Stiff Little Fingers + Ricky Warwick & The Fighting Hearts @ The Robin 2, Bilston, 1st March 2016
Like a cosy armchair or a well worn in leather jacket, or like a couple that knows each other so well that words don’t need to be said, these things are not dull or past it. These things are contentment. Familiar. Comforting. That is the relationship that Stiff Little Fingers now have with their fans. We, the couple; the band and the audience, can relax in each others company after so long without the need to ‘try hard’ to impress each other. We just know that we are right together and that we’ll spend the rest of our days together. Through thick and thin they are there for us and we for them and here we are once again.

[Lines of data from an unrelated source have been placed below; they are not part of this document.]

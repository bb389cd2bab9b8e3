//! High-level metadata operations.
//!
//! Builders never talk to a backend directly: they ask for an
//! [`ImageMeta`] and get `None` when the collaborator cannot help. A corrupt
//! file, an unsupported format or a disabled backend degrades the item, it
//! never fails the build.

use super::backend::ImageBackend;
use super::params::PreviewParams;
use crate::types::ImageMeta;
use std::path::Path;

/// Read dimensions and, when possible, an inline preview.
///
/// - identify fails → `None` (item is emitted without metadata)
/// - identify succeeds, preview fails → dimensions only
/// - zero-sized results are treated as unreadable
pub fn read_image_meta(
    backend: &(impl ImageBackend + ?Sized),
    path: &Path,
    params: &PreviewParams,
) -> Option<ImageMeta> {
    let dims = match backend.identify(path) {
        Ok(d) if d.width > 0 && d.height > 0 => d,
        Ok(_) => {
            log::debug!("zero-sized image, skipping metadata: {}", path.display());
            return None;
        }
        Err(e) => {
            log::debug!("no metadata for {}: {e}", path.display());
            return None;
        }
    };

    let blur_data_url = match backend.preview(path, params) {
        Ok(url) => Some(url),
        Err(e) => {
            log::debug!("no preview for {}: {e}", path.display());
            None
        }
    };

    Some(ImageMeta {
        w: dims.width,
        h: dims.height,
        blur_data_url,
    })
}

#[cfg(test)]
mod tests {
    use super::*;
    use crate::imaging::DisabledBackend;
    use crate::imaging::backend::tests::{MockBackend, RecordedOp};

    #[test]
    fn full_metadata_when_backend_succeeds() {
        let backend = MockBackend::with_dimensions(&[("a.jpg", 30, 20)]);
        let meta = read_image_meta(&backend, Path::new("/x/a.jpg"), &PreviewParams::default());
        assert_eq!(
            meta,
            Some(ImageMeta {
                w: 30,
                h: 20,
                blur_data_url: Some(MockBackend::preview_for("a.jpg")),
            })
        );
    }

    #[test]
    fn identify_failure_means_no_metadata_and_no_preview_call() {
        let backend = MockBackend::new();
        let meta = read_image_meta(&backend, Path::new("/x/a.jpg"), &PreviewParams::default());
        assert_eq!(meta, None);
        assert_eq!(
            backend.get_operations(),
            vec![RecordedOp::Identify("a.jpg".into())]
        );
    }

    #[test]
    fn preview_failure_keeps_dimensions() {
        let mut backend = MockBackend::with_dimensions(&[("logo.svg", 100, 50)]);
        backend.no_preview.push("logo.svg".into());
        let meta = read_image_meta(&backend, Path::new("logo.svg"), &PreviewParams::default())
            .unwrap();
        assert_eq!((meta.w, meta.h), (100, 50));
        assert_eq!(meta.blur_data_url, None);
    }

    #[test]
    fn zero_dimensions_are_discarded() {
        let backend = MockBackend::with_dimensions(&[("a.jpg", 0, 10)]);
        let meta = read_image_meta(&backend, Path::new("a.jpg"), &PreviewParams::default());
        assert_eq!(meta, None);
    }

    #[test]
    fn disabled_backend_degrades() {
        let meta = read_image_meta(
            &DisabledBackend,
            Path::new("a.jpg"),
            &PreviewParams::default(),
        );
        assert_eq!(meta, None);
    }
}
//! Concurrent batch loading.

use futures::stream::{self, Stream, StreamExt};

use crate::{BatchFile, IngestError, Row, read_rows};

/// The rows of one batch file.
#[derive(Debug, Clone)]
pub struct LoadedBatch {
    /// The file the rows came from.
    pub file: BatchFile,
    /// The parsed rows.
    pub rows: Vec<Row>,
}

impl LoadedBatch {
    /// Creates a new loaded batch.
    #[must_use]
    pub const fn new(file: BatchFile, rows: Vec<Row>) -> Self {
        Self { file, rows }
    }

    /// Returns true if the file had no records.
    #[must_use]
    pub const fn is_empty(&self) -> bool {
        self.rows.is_empty()
    }

    /// Returns the number of rows.
    #[must_use]
    pub const fn len(&self) -> usize {
        self.rows.len()
    }
}

/// Creates an async stream of loaded batches.
///
/// Up to `concurrency` files are read at once. Batches are yielded in the
/// order of `files` regardless of which read finishes first.
pub fn batch_stream(
    files: Vec<BatchFile>,
    concurrency: usize,
) -> impl Stream<Item = Result<LoadedBatch, IngestError>> {
    stream::iter(files)
        .map(|file| async move {
            let rows = read_rows(&file.path).await?;
            Ok(LoadedBatch::new(file, rows))
        })
        .buffered(concurrency.max(1))
}
//! Rollup timeframe definitions.

use serde::{Deserialize, Serialize};
use std::str::FromStr;

use crate::TickrollError;

/// Width of an OHLC rollup bucket, in whole seconds.
///
/// Always positive: the constructors reject zero and negative widths.
#[derive(Debug, Clone, Copy, PartialEq, Eq, PartialOrd, Ord, Hash, Serialize, Deserialize)]
#[serde(try_from = "String", into = "String")]
pub struct Timeframe {
    seconds: u32,
}

impl Timeframe {
    /// 1-minute buckets.
    pub const MINUTE_1: Self = Self { seconds: 60 };
    /// 3-minute buckets.
    pub const MINUTE_3: Self = Self { seconds: 180 };
    /// 5-minute buckets.
    pub const MINUTE_5: Self = Self { seconds: 300 };
    /// 15-minute buckets.
    pub const MINUTE_15: Self = Self { seconds: 900 };
    /// 1-hour buckets.
    pub const HOUR_1: Self = Self { seconds: 3600 };
    /// 1-day buckets.
    pub const DAY_1: Self = Self { seconds: 86_400 };

    /// The rollups produced for every symbol unless configured otherwise.
    pub const DEFAULT_ROLLUPS: [Self; 3] = [Self::MINUTE_1, Self::MINUTE_3, Self::MINUTE_5];

    /// Creates a timeframe from a width in seconds.
    ///
    /// # Errors
    ///
    /// Returns [`TickrollError::InvalidBucketDuration`] if `seconds` is not
    /// positive or does not fit in 32 bits.
    pub fn from_seconds(seconds: i64) -> Result<Self, TickrollError> {
        u32::try_from(seconds)
            .ok()
            .filter(|&s| s > 0)
            .map(|seconds| Self { seconds })
            .ok_or(TickrollError::InvalidBucketDuration(seconds))
    }

    /// Creates a timeframe from a width in minutes.
    ///
    /// # Errors
    ///
    /// Returns [`TickrollError::InvalidBucketDuration`] for zero minutes.
    pub fn from_minutes(minutes: u32) -> Result<Self, TickrollError> {
        Self::from_seconds(i64::from(minutes) * 60)
    }

    /// Returns the width in seconds.
    #[must_use]
    pub const fn seconds(&self) -> i64 {
        self.seconds as i64
    }

    /// Returns the width in whole minutes (rounded down).
    #[must_use]
    pub const fn whole_minutes(&self) -> u32 {
        self.seconds / 60
    }

    /// Returns true if the width is an exact number of minutes.
    #[must_use]
    pub const fn is_whole_minutes(&self) -> bool {
        self.seconds % 60 == 0
    }

    /// Returns the label used in output file names, e.g. `5min` or `90s`.
    #[must_use]
    pub fn label(&self) -> String {
        if self.is_whole_minutes() {
            format!("{}min", self.whole_minutes())
        } else {
            format!("{}s", self.seconds)
        }
    }
}

impl Default for Timeframe {
    fn default() -> Self {
        Self::MINUTE_1
    }
}

impl std::fmt::Display for Timeframe {
    fn fmt(&self, f: &mut std::fmt::Formatter<'_>) -> std::fmt::Result {
        let s = self.seconds;
        if s % 86_400 == 0 {
            write!(f, "{}d", s / 86_400)
        } else if s % 3600 == 0 {
            write!(f, "{}h", s / 3600)
        } else if s % 60 == 0 {
            write!(f, "{}m", s / 60)
        } else {
            write!(f, "{s}s")
        }
    }
}

impl FromStr for Timeframe {
    type Err = TimeframeParseError;

    fn from_str(s: &str) -> Result<Self, Self::Err> {
        let input = s.trim().to_lowercase();
        let err = || TimeframeParseError(s.to_string());

        let (count, unit) = split_count_unit(&input).ok_or_else(err)?;
        let multiplier = match unit {
            "" | "s" | "sec" | "secs" => 1,
            "m" | "min" | "mins" => 60,
            "h" | "hr" | "hour" => 3600,
            "d" | "day" => 86_400,
            _ => return Err(err()),
        };

        count
            .checked_mul(multiplier)
            .and_then(|secs| Self::from_seconds(secs).ok())
            .ok_or_else(err)
    }
}

/// Splits `5m`, `m5` or `300` into a count and a unit suffix.
fn split_count_unit(input: &str) -> Option<(i64, &str)> {
    let digits_at = input.find(|c: char| c.is_ascii_digit())?;
    if digits_at > 0 {
        // Prefix form: m5, h1
        let (unit, count) = input.split_at(digits_at);
        return Some((count.parse().ok()?, unit));
    }
    let unit_at = input
        .find(|c: char| !c.is_ascii_digit())
        .unwrap_or(input.len());
    let (count, unit) = input.split_at(unit_at);
    Some((count.parse().ok()?, unit))
}

impl TryFrom<String> for Timeframe {
    type Error = TimeframeParseError;

    fn try_from(value: String) -> Result<Self, Self::Error> {
        value.parse()
    }
}

impl From<Timeframe> for String {
    fn from(value: Timeframe) -> Self {
        value.to_string()
    }
}

/// Error returned when parsing an invalid timeframe string.
#[derive(Debug, Clone, PartialEq, Eq)]
pub struct TimeframeParseError(String);

impl std::fmt::Display for TimeframeParseError {
    fn fmt(&self, f: &mut std::fmt::Formatter<'_>) -> std::fmt::Result {
        write!(
            f,
            "invalid timeframe '{}', expected a positive width such as 90s, 1m, m5, 3min, 1h or 300",
            self.0
        )
    }
}

impl std::error::Error for TimeframeParseError {}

But first let us get the negative part of this review out of the way by talking about the support. Well, when I say negative you have to realise that it’s all relative to the rest of the evening and if this is as negative as it gets then the Gods of Rock’n’Roll have shone on Bilston tonight. – possibly the best support act that Stiff Little Fingers have chosen in along time. I’m sorry to say that I only caught half of the support slot. Not something I would normally listen to but judging by the response at the end of the set I was not alone in my feelings. With hints of Punk R’n’R in the style of an Irish tinged Socal Distortion, some rock postures without the cheese and tunes a plenty, Ricky Warwick, a rock warrior with fine pedigree (NMA, The Almighty, Thin Lizzy and now with Black Star Riders) led his men through a fine warm up set.
Stiff Little Fingers with all their songs of the Northern Ireland troubles, lives lost and stolen by paramilitary gangs, of depression and of child abuse should on paper make you want curl up and cry. Yet the ying to that yang is that their songs are filled with an angry optimism, sometimes unspoken, that tells us that what we know and feel inside us is right and that we sing from the same page as the band.
From the opening anger of ‘Wasted Life’ to the positivity of the chorus in the encore of ‘Alterative Ulster’ we are treated to uplifting song after song. ‘Barbed Wire Love’ with it’s doo-wop middle eight is a mainstay and favourite. ‘Doesn’t Make It Alright’ is dedicated to their friend and Specials drummer, the late, great John Bradbury. Fast becoming another crowd fave is the now constant presence of ‘Strummerville’ with it’s chant-along refrain of “Clash Clash, Clash City Rockers”. ‘At The Edge’ was the soundtrack of angst ridden youth for many of the people there tonight and another ever present that did not disappoint or feel any lesser for the number of times we have heard it.
The guitar of Jake Burns is a tuneful joy to listen to. Staccato, melodic and angry when needed whilst the quiet men of the band McCallum and Grantley hold it all together. SLF are a band whose rhythm section doesn’t include the bass for me as Ali McMordie pushes the band along, a driving force rather than the rock steady foundations.
Having seen Stiff Little Fingers around the forty times mark since the reformation in 87 I can say that I have never heard them sound so crisp and unhindered by a lack of sound problems. No leakage, no unwanted distortion, nothing! Testament to PA at the Robin or to the sound engineer. Who knows, but sure as Punks are Rockers ’til they die it made the gig almost perfect. I say almost because one crowd fave that is never played enough, ‘Johnny Was’ … well… unfortunately it wasn’t.
Never mind the fact that all of us have songs that we would like to have heard from their extensive back catalogue… we can accept it. We, the crowd of full-time and weekend Punks, smattering of skinheads and bikers leave the near full venue happy, content and comfortable with a relationship with the one that rarely lets us down.